In total, 279 eligible participants across five countries participated in the interviews. However, the target sample for each study group could not be realised in all countries (Table 2). While in group 2 (FDU—formerly ATS-dependent users) the recruitment target was exceeded, group 4 (FFU—formerly frequent ATS users) proved difficult to access, especially in Germany and Poland.

Table 2 Sample size by country and study group

The interviews were performed by national experienced expert teams. All interviewers were familiarised with the interview materials prior to data collection, all guidance materials were utilised and translated into the national languages where applicable.

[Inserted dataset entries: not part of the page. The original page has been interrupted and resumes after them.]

//! SQL dialect identifiers and their auto-generated-id strategies.

/// The SQL backend in use, determining placeholder style and how a freshly
/// inserted auto-increment key is retrieved.
#[derive(Debug, Clone, Copy, PartialEq, Eq, Default)]
pub enum Dialect {
    #[default]
    Postgres,
    Mysql,
    Sqlite,
    /// Any backend without a known auto-id mechanism; callers must supply
    /// primary-key values themselves.
    Other,
}

/// How to obtain the auto-generated primary key after an INSERT.
#[derive(Debug, Clone, PartialEq, Eq)]
pub enum AutoId {
    /// Read the connection-local last-insert id (MySQL).
    InsertId,
    /// Query the named sequence (Postgres, `<table>_id_seq` convention).
    Sequence(String),
    /// Call the driver-level last-row-id function (SQLite).
    LastRowId,
    /// No auto-id mechanism; the generated key cannot be resolved.
    None,
}

impl Dialect {
    pub fn as_str(&self) -> &'static str {
        match self {
            Dialect::Postgres => "postgres",
            Dialect::Mysql => "mysql",
            Dialect::Sqlite => "sqlite",
            Dialect::Other => "other",
        }
    }

    /// Placeholder text for the 1-based bind position `idx`.
    pub fn placeholder(&self, idx: usize) -> String {
        match self {
            Dialect::Postgres => format!("${idx}"),
            _ => "?".to_string(),
        }
    }

    /// The auto-id retrieval strategy for `table` under this dialect.
    pub fn auto_id(&self, table: &str) -> AutoId {
        match self {
            Dialect::Postgres => AutoId::Sequence(format!("{table}_id_seq")),
            Dialect::Mysql => AutoId::InsertId,
            Dialect::Sqlite => AutoId::LastRowId,
            Dialect::Other => AutoId::None,
        }
    }
}

impl std::fmt::Display for Dialect {
    fn fmt(&self, f: &mut std::fmt::Formatter<'_>) -> std::fmt::Result {
        f.write_str(self.as_str())
    }
}
//! The execution interface consumed by the SQL adapter.
//!
//! A driver wraps one logical connection: it executes parameterized
//! statements, reports the active dialect, and exposes whatever
//! last-inserted-key hooks the backend provides. Driver failures travel
//! through the adapter as [`crate::MapError::Driver`] without being
//! reinterpreted.

use crate::adapter::Schemata;
use crate::dialect::Dialect;
use crate::error::MapResult;
use crate::value::{Row, Value};

/// A prepared-and-execute driver handle with positional bind parameters.
///
/// The handle is not required to be safe for concurrent use; callers sharing
/// one across tasks must serialize access externally.
pub trait Driver: Send + Sync {
    /// The dialect this connection speaks.
    fn dialect(&self) -> Dialect;

    /// Execute a statement and return all result rows.
    fn query(&self, sql: &str, params: &[Value]) -> impl Future<Output = MapResult<Vec<Row>>> + Send;

    /// Execute a statement and return the affected-row count.
    fn execute(&self, sql: &str, params: &[Value]) -> impl Future<Output = MapResult<u64>> + Send;

    /// Connection-local last-insert id, where the backend tracks one (MySQL).
    fn last_insert_id(&self) -> Option<i64> {
        None
    }

    /// Driver-level last-row-id function, where the backend has one (SQLite).
    fn last_row_id(&self) -> Option<i64> {
        None
    }

    /// Catalog introspection: primary-key column names per table.
    fn schemata(&self) -> impl Future<Output = MapResult<Schemata>> + Send;
}
//! Concrete [`Adapter`] over SQL backends.
//!
//! Translates the adapter contract into parameterized statements, executes
//! them through an injected [`Driver`] handle (or a factory producing one,
//! re-resolved per call for pool-style indirection), and resolves
//! auto-generated primary keys per dialect. Driver failures propagate
//! unmodified; this layer never interprets SQL error codes.

use crate::adapter::{Adapter, Schemata};
use crate::condition::{Cond, FindOptions};
use crate::dialect::AutoId;
use crate::driver::Driver;
use crate::error::{MapError, MapResult};
use crate::sql;
use crate::value::{Row, Value};
use std::sync::{Arc, Mutex};
use tracing::debug;

/// Where the adapter gets its driver handle from.
pub enum DriverSource<D> {
    /// A fixed handle shared for the adapter's lifetime.
    Handle(Arc<D>),
    /// A factory invoked per call (e.g. to check a handle out of a pool).
    Factory(Box<dyn Fn() -> Arc<D> + Send + Sync>),
}

/// SQL-backed adapter delegating execution to an injected driver.
pub struct SqlAdapter<D> {
    source: Option<DriverSource<D>>,
    // Lazily populated on first schemata() call, immutable afterwards.
    // Schema is assumed static for a process lifetime.
    schema_cache: Mutex<Option<Arc<Schemata>>>,
}

impl<D: Driver> SqlAdapter<D> {
    /// Create an adapter owning its driver handle.
    pub fn new(driver: D) -> Self {
        Self::from_handle(Arc::new(driver))
    }

    /// Create an adapter from a shared driver handle.
    pub fn from_handle(driver: Arc<D>) -> Self {
        Self {
            source: Some(DriverSource::Handle(driver)),
            schema_cache: Mutex::new(None),
        }
    }

    /// Create an adapter that resolves a fresh handle from `factory` on
    /// every call.
    pub fn from_factory(factory: impl Fn() -> Arc<D> + Send + Sync + 'static) -> Self {
        Self {
            source: Some(DriverSource::Factory(Box::new(factory))),
            schema_cache: Mutex::new(None),
        }
    }

    /// Create an adapter without a driver. Every capability fails with a
    /// configuration error until a driver exists; useful for wiring checks.
    pub fn unconfigured() -> Self {
        Self {
            source: None,
            schema_cache: Mutex::new(None),
        }
    }

    fn driver(&self) -> MapResult<Arc<D>> {
        match &self.source {
            None => Err(MapError::configuration("driver not set")),
            Some(DriverSource::Handle(handle)) => Ok(handle.clone()),
            Some(DriverSource::Factory(factory)) => Ok(factory()),
        }
    }

    async fn load_schemata(&self, driver: &D) -> MapResult<Arc<Schemata>> {
        if let Some(cached) = self.schema_cache.lock().unwrap().clone() {
            return Ok(cached);
        }
        let loaded = Arc::new(driver.schemata().await?);
        let mut guard = self.schema_cache.lock().unwrap();
        Ok(guard.get_or_insert_with(|| loaded).clone())
    }

    /// Resolve the auto-generated id for the row just inserted into
    /// `table`, per the dialect's strategy. `Ok(None)` means the dialect
    /// has no mechanism (caller-supplied ids required).
    async fn generated_id(&self, driver: &D, table: &str) -> MapResult<Option<Value>> {
        match driver.dialect().auto_id(table) {
            AutoId::InsertId => Ok(driver.last_insert_id().map(Value::Int)),
            AutoId::Sequence(seq) => {
                let mut q = sql::sql("SELECT currval(");
                q.push_bind(seq).push(")");
                let text = q.to_sql(driver.dialect());
                let rows = driver.query(&text, q.params()).await?;
                Ok(rows
                    .into_iter()
                    .next()
                    .and_then(|row| row.values().next().cloned()))
            }
            AutoId::LastRowId => Ok(driver.last_row_id().map(Value::Int)),
            AutoId::None => Ok(None),
        }
    }
}

impl<D: Driver> Adapter for SqlAdapter<D> {
    async fn create(&self, table: &str, mut row: Row) -> MapResult<Row> {
        let driver = self.driver()?;
        let stmt = sql::insert(table, &row)?;
        let text = stmt.to_sql(driver.dialect());
        debug!(sql = %text, binds = stmt.params().len(), "create");
        driver.execute(&text, stmt.params()).await?;

        // Auto-populate a single-column primary key the caller left unset.
        let schemata = self.load_schemata(&driver).await?;
        if let Some(schema) = schemata.get(table)
            && let [pk] = schema.primary_keys.as_slice()
            && row.get(pk).is_none_or(Value::is_null)
            && let Some(id) = self.generated_id(&driver, table).await?
        {
            row.insert(pk.clone(), id);
        }
        Ok(row)
    }

    async fn find(&self, table: &str, cond: &Cond, options: &FindOptions) -> MapResult<Option<Row>> {
        let driver = self.driver()?;
        let stmt = sql::select(table, cond, options)?;
        let text = stmt.to_sql(driver.dialect());
        debug!(sql = %text, binds = stmt.params().len(), "find");
        let rows = driver.query(&text, stmt.params()).await?;
        Ok(rows.into_iter().next())
    }

    async fn search(&self, table: &str, cond: &Cond, options: &FindOptions) -> MapResult<Vec<Row>> {
        let driver = self.driver()?;
        let stmt = sql::select(table, cond, options)?;
        let text = stmt.to_sql(driver.dialect());
        debug!(sql = %text, binds = stmt.params().len(), "search");
        driver.query(&text, stmt.params()).await
    }

    async fn update(&self, table: &str, set: &Row, cond: &Cond) -> MapResult<u64> {
        let driver = self.driver()?;
        let stmt = sql::update(table, set, cond)?;
        let text = stmt.to_sql(driver.dialect());
        debug!(sql = %text, binds = stmt.params().len(), "update");
        let affected = driver.execute(&text, stmt.params()).await?;
        debug!(affected, "update done");
        Ok(affected)
    }

    async fn delete(&self, table: &str, cond: &Cond) -> MapResult<u64> {
        let driver = self.driver()?;
        let stmt = sql::delete(table, cond)?;
        let text = stmt.to_sql(driver.dialect());
        debug!(sql = %text, binds = stmt.params().len(), "delete");
        let affected = driver.execute(&text, stmt.params()).await?;
        debug!(affected, "delete done");
        Ok(affected)
    }

    async fn schemata(&self) -> MapResult<Arc<Schemata>> {
        let driver = self.driver()?;
        self.load_schemata(&driver).await
    }
}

The Czech partner engaged three well-experienced qualitative researchers, two on post PhD employment; in Germany, the team comprised of three post PhD and two senior researchers; in the Netherlands, experts comprised two persons with experiences in qualitative interviewing, one with MSc and one PhD; in Poland, the team was led by an assistant professor (15 interviews) supported by one experienced university researcher, two experienced external interviewers and two well-trained university co-workers. For the UK, all interviewers were experienced in qualitative interviewing (two post PhD and one MSc) and completed the National Institute for Health Research Good Clinical Practice training.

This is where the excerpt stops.